::: DATA PROVIDED :::

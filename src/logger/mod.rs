//! Logger Module
//!
//! A logging system based on `tracing-subscriber` with support for:
//! - Console output with color control
//! - File output with multiple formats (Full, Compact, JSON)

pub mod config;
pub mod error;
pub(crate) mod writer;

pub use config::*;
pub use error::LoggerError;

use std::io::IsTerminal;

use tracing_subscriber::{EnvFilter, fmt, layer::SubscriberExt, util::SubscriberInitExt};
use writer::LogFileWriter;

/// Initialize the global logger with the given configuration
///
/// Fails if a global subscriber is already installed.
pub fn init_logger(config: LoggerConfig) -> anyhow::Result<()> {
    config.validate()?;

    let filter = build_filter(&config.level);

    match (config.console.enabled, config.file.enabled) {
        (true, true) => init_both(&config, filter)?,
        (true, false) => init_console_only(&config.console, filter)?,
        (false, true) => init_file_only(&config.file, filter)?,
        (false, false) => {
            return Err(
                LoggerError::config("At least one output (console or file) must be enabled").into(),
            );
        }
    }

    Ok(())
}

/// Level directive for everything, with the chatty client libraries held at `warn`
fn build_filter(level: &str) -> EnvFilter {
    let directives =
        format!("{level},rdkafka=warn,aws_config=warn,aws_smithy_runtime=warn,hyper=warn");
    EnvFilter::try_new(&directives).unwrap_or_else(|_| EnvFilter::new("info"))
}

fn install_error(err: impl std::fmt::Display) -> LoggerError {
    LoggerError::install(err.to_string())
}

fn init_console_only(config: &ConsoleConfig, filter: EnvFilter) -> Result<(), LoggerError> {
    let use_ansi = config.colored && std::io::stdout().is_terminal();

    tracing_subscriber::registry()
        .with(filter)
        .with(
            fmt::layer()
                .with_ansi(use_ansi)
                .with_target(true)
                .with_level(true),
        )
        .try_init()
        .map_err(install_error)
}

fn init_file_only(config: &FileConfig, filter: EnvFilter) -> Result<(), LoggerError> {
    let writer = LogFileWriter::new(config)?;
    let registry = tracing_subscriber::registry().with(filter);

    match config.format {
        LogFormat::Full => registry
            .with(fmt::layer().with_ansi(false).with_target(true).with_writer(writer))
            .try_init(),
        LogFormat::Compact => registry
            .with(
                fmt::layer()
                    .with_ansi(false)
                    .with_target(true)
                    .compact()
                    .with_writer(writer),
            )
            .try_init(),
        LogFormat::Json => registry
            .with(fmt::layer().with_ansi(false).json().with_writer(writer))
            .try_init(),
    }
    .map_err(install_error)
}

fn init_both(config: &LoggerConfig, filter: EnvFilter) -> Result<(), LoggerError> {
    let use_ansi = config.console.colored && std::io::stdout().is_terminal();
    let writer = LogFileWriter::new(&config.file)?;

    // Each arm stacks onto a different subscriber type, so the layer is built per arm
    macro_rules! console_layer {
        () => {
            fmt::layer()
                .with_ansi(use_ansi)
                .with_target(true)
                .with_level(true)
        };
    }

    // File layer goes first so console ANSI codes do not leak into span fields.
    // See: https://github.com/tokio-rs/tracing/issues/1817
    let registry = tracing_subscriber::registry().with(filter);
    match config.file.format {
        LogFormat::Full => registry
            .with(fmt::layer().with_ansi(false).with_target(true).with_writer(writer))
            .with(console_layer!())
            .try_init(),
        LogFormat::Compact => registry
            .with(
                fmt::layer()
                    .with_ansi(false)
                    .with_target(true)
                    .compact()
                    .with_writer(writer),
            )
            .with(console_layer!())
            .try_init(),
        LogFormat::Json => registry
            .with(fmt::layer().with_ansi(false).json().with_writer(writer))
            .with(console_layer!())
            .try_init(),
    }
    .map_err(install_error)
}

#[cfg(test)]
mod tests {
    use super::*;
    use std::path::PathBuf;
    use tempfile::TempDir;

    #[test]
    fn test_build_filter_accepts_levels() {
        for level in ["trace", "debug", "info", "warn", "error"] {
            let rendered = build_filter(level).to_string();
            assert!(rendered.contains(level), "filter {rendered} lacks {level}");
            assert!(rendered.contains("rdkafka=warn"));
        }
    }

    #[test]
    fn test_init_rejects_invalid_config() {
        let config = LoggerConfig {
            level: "chatty".to_string(),
            ..Default::default()
        };
        assert!(init_logger(config).is_err());
    }

    #[test]
    fn test_init_both_accepts_every_file_format() {
        for format in [LogFormat::Full, LogFormat::Compact, LogFormat::Json] {
            let dir = TempDir::new().unwrap();
            let path = dir.path().join("notifier.log");
            let config = LoggerConfig {
                console: ConsoleConfig::new(true, false),
                file: FileConfig {
                    enabled: true,
                    path: path.clone(),
                    append: true,
                    format,
                },
                level: "info".to_string(),
            };

            // Only the first install in this binary can succeed; later ones
            // must fail with an install error, not a configuration error
            if let Err(e) = init_logger(config) {
                assert!(e.to_string().contains("install"), "unexpected error: {e}");
            }
            assert!(path.exists());
        }
    }

    #[test]
    fn test_init_file_only_writes_json() {
        let dir = TempDir::new().unwrap();
        let path = dir.path().join("logs/notifier.log");
        let config = LoggerConfig {
            console: ConsoleConfig::new(false, false),
            file: FileConfig {
                enabled: true,
                path: PathBuf::from(&path),
                append: false,
                format: LogFormat::Json,
            },
            level: "info".to_string(),
        };

        // Another test in this binary may have installed the global subscriber first
        if init_logger(config).is_ok() {
            tracing::info!(target: "notifier_test", "logger ready");
            let content = std::fs::read_to_string(&path).unwrap();
            assert!(content.contains("\"logger ready\""));
        } else {
            assert!(path.exists());
        }
    }
}
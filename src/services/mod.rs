//! Service layer for business logic operations.
//!
//! Services build domain messages and hand them to the transport layer.

pub mod notifications;

pub use notifications::NotificationService;
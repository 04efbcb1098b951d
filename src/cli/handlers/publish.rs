//! Announce and send command handlers
//!
//! Unlike `demo`, a failed send is returned so the process exits non-zero.

use tracing::info;

use crate::error::AppResult;
use crate::services::NotificationService;

/// Handler for the announce and send commands
pub struct PublishCommandHandler {
    service: NotificationService,
}

impl PublishCommandHandler {
    pub fn new(service: NotificationService) -> Self {
        Self { service }
    }

    /// Broadcast one system announcement
    pub async fn announce(&self, title: &str, message: &str) -> AppResult<()> {
        self.service
            .broadcast_system_announcement(title, message)
            .await?;
        info!(title, "Sent system announcement");
        Ok(())
    }

    /// Send one notification to the given targets
    pub async fn send(
        &self,
        kind: &str,
        title: &str,
        message: &str,
        targets: Vec<String>,
    ) -> AppResult<()> {
        let target_count = targets.len();
        self.service
            .send_targeted_notification(kind, title, message, targets)
            .await?;
        info!(kind, title, target_count, "Sent targeted notification");
        Ok(())
    }
}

:::

**TASK DETAILS**
The required result is an identical copy of the records above.

**SOLUTION FOR THIS PROBLEM**
filename src/logger/mod.rs
//! Logger Module
//!
//! A logging system based on `tracing-subscriber` with support for:
//! - Console output with color control
//! - File output with multiple formats (Full, Compact, JSON)

pub mod config;
pub mod error;
pub(crate) mod writer;

pub use config::*;
pub use error::LoggerError;

use std::io::IsTerminal;

use tracing_subscriber::{EnvFilter, fmt, layer::SubscriberExt, util::SubscriberInitExt};
use writer::LogFileWriter;

/// Initialize the global logger with the given configuration
///
/// Fails if a global subscriber is already installed.
pub fn init_logger(config: LoggerConfig) -> anyhow::Result<()> {
    config.validate()?;

    let filter = build_filter(&config.level);

    match (config.console.enabled, config.file.enabled) {
        (true, true) => init_both(&config, filter)?,
        (true, false) => init_console_only(&config.console, filter)?,
        (false, true) => init_file_only(&config.file, filter)?,
        (false, false) => {
            return Err(
                LoggerError::config("At least one output (console or file) must be enabled").into(),
            );
        }
    }

    Ok(())
}

/// Level directive for everything, with the chatty client libraries held at `warn`
fn build_filter(level: &str) -> EnvFilter {
    let directives =
        format!("{level},rdkafka=warn,aws_config=warn,aws_smithy_runtime=warn,hyper=warn");
    EnvFilter::try_new(&directives).unwrap_or_else(|_| EnvFilter::new("info"))
}

fn install_error(err: impl std::fmt::Display) -> LoggerError {
    LoggerError::install(err.to_string())
}

fn init_console_only(config: &ConsoleConfig, filter: EnvFilter) -> Result<(), LoggerError> {
    let use_ansi = config.colored && std::io::stdout().is_terminal();

    tracing_subscriber::registry()
        .with(filter)
        .with(
            fmt::layer()
                .with_ansi(use_ansi)
                .with_target(true)
                .with_level(true),
        )
        .try_init()
        .map_err(install_error)
}

fn init_file_only(config: &FileConfig, filter: EnvFilter) -> Result<(), LoggerError> {
    let writer = LogFileWriter::new(config)?;
    let registry = tracing_subscriber::registry().with(filter);

    match config.format {
        LogFormat::Full => registry
            .with(fmt::layer().with_ansi(false).with_target(true).with_writer(writer))
            .try_init(),
        LogFormat::Compact => registry
            .with(
                fmt::layer()
                    .with_ansi(false)
                    .with_target(true)
                    .compact()
                    .with_writer(writer),
            )
            .try_init(),
        LogFormat::Json => registry
            .with(fmt::layer().with_ansi(false).json().with_writer(writer))
            .try_init(),
    }
    .map_err(install_error)
}

fn init_both(config: &LoggerConfig, filter: EnvFilter) -> Result<(), LoggerError> {
    let use_ansi = config.console.colored && std::io::stdout().is_terminal();
    let writer = LogFileWriter::new(&config.file)?;

    // Each arm stacks onto a different subscriber type, so the layer is built per arm
    macro_rules! console_layer {
        () => {
            fmt::layer()
                .with_ansi(use_ansi)
                .with_target(true)
                .with_level(true)
        };
    }

    // File layer goes first so console ANSI codes do not leak into span fields.
    // See: https://github.com/tokio-rs/tracing/issues/1817
    let registry = tracing_subscriber::registry().with(filter);
    match config.file.format {
        LogFormat::Full => registry
            .with(fmt::layer().with_ansi(false).with_target(true).with_writer(writer))
            .with(console_layer!())
            .try_init(),
        LogFormat::Compact => registry
            .with(
                fmt::layer()
                    .with_ansi(false)
                    .with_target(true)
                    .compact()
                    .with_writer(writer),
            )
            .with(console_layer!())
            .try_init(),
        LogFormat::Json => registry
            .with(fmt::layer().with_ansi(false).json().with_writer(writer))
            .with(console_layer!())
            .try_init(),
    }
    .map_err(install_error)
}

#[cfg(test)]
mod tests {
    use super::*;
    use std::path::PathBuf;
    use tempfile::TempDir;

    #[test]
    fn test_build_filter_accepts_levels() {
        for level in ["trace", "debug", "info", "warn", "error"] {
            let rendered = build_filter(level).to_string();
            assert!(rendered.contains(level), "filter {rendered} lacks {level}");
            assert!(rendered.contains("rdkafka=warn"));
        }
    }

    #[test]
    fn test_init_rejects_invalid_config() {
        let config = LoggerConfig {
            level: "chatty".to_string(),
            ..Default::default()
        };
        assert!(init_logger(config).is_err());
    }

    #[test]
    fn test_init_both_accepts_every_file_format() {
        for format in [LogFormat::Full, LogFormat::Compact, LogFormat::Json] {
            let dir = TempDir::new().unwrap();
            let path = dir.path().join("notifier.log");
            let config = LoggerConfig {
                console: ConsoleConfig::new(true, false),
                file: FileConfig {
                    enabled: true,
                    path: path.clone(),
                    append: true,
                    format,
                },
                level: "info".to_string(),
            };

            // Only the first install in this binary can succeed; later ones
            // must fail with an install error, not a configuration error
            if let Err(e) = init_logger(config) {
                assert!(e.to_string().contains("install"), "unexpected error: {e}");
            }
            assert!(path.exists());
        }
    }

    #[test]
    fn test_init_file_only_writes_json() {
        let dir = TempDir::new().unwrap();
        let path = dir.path().join("logs/notifier.log");
        let config = LoggerConfig {
            console: ConsoleConfig::new(false, false),
            file: FileConfig {
                enabled: true,
                path: PathBuf::from(&path),
                append: false,
                format: LogFormat::Json,
            },
            level: "info".to_string(),
        };

        // Another test in this binary may have installed the global subscriber first
        if init_logger(config).is_ok() {
            tracing::info!(target: "notifier_test", "logger ready");
            let content = std::fs::read_to_string(&path).unwrap();
            assert!(content.contains("\"logger ready\""));
        } else {
            assert!(path.exists());
        }
    }
}
filename src/services/mod.rs
//! Service layer for business logic operations.
//!
//! Services build domain messages and hand them to the transport layer.

pub mod notifications;

pub use notifications::NotificationService;
repository 04efbcb1098b951d
filename src/cli/handlers/publish.rs
//! Announce and send command handlers
//!
//! Unlike `demo`, a failed send is returned so the process exits non-zero.

use tracing::info;

use crate::error::AppResult;
use crate::services::NotificationService;

/// Handler for the announce and send commands
pub struct PublishCommandHandler {
    service: NotificationService,
}

impl PublishCommandHandler {
    pub fn new(service: NotificationService) -> Self {
        Self { service }
    }

    /// Broadcast one system announcement
    pub async fn announce(&self, title: &str, message: &str) -> AppResult<()> {
        self.service
            .broadcast_system_announcement(title, message)
            .await?;
        info!(title, "Sent system announcement");
        Ok(())
    }

    /// Send one notification to the given targets
    pub async fn send(
        &self,
        kind: &str,
        title: &str,
        message: &str,
        targets: Vec<String>,
    ) -> AppResult<()> {
        let target_count = targets.len();
        self.service
            .send_targeted_notification(kind, title, message, targets)
            .await?;
        info!(kind, title, target_count, "Sent targeted notification");
        Ok(())
    }
}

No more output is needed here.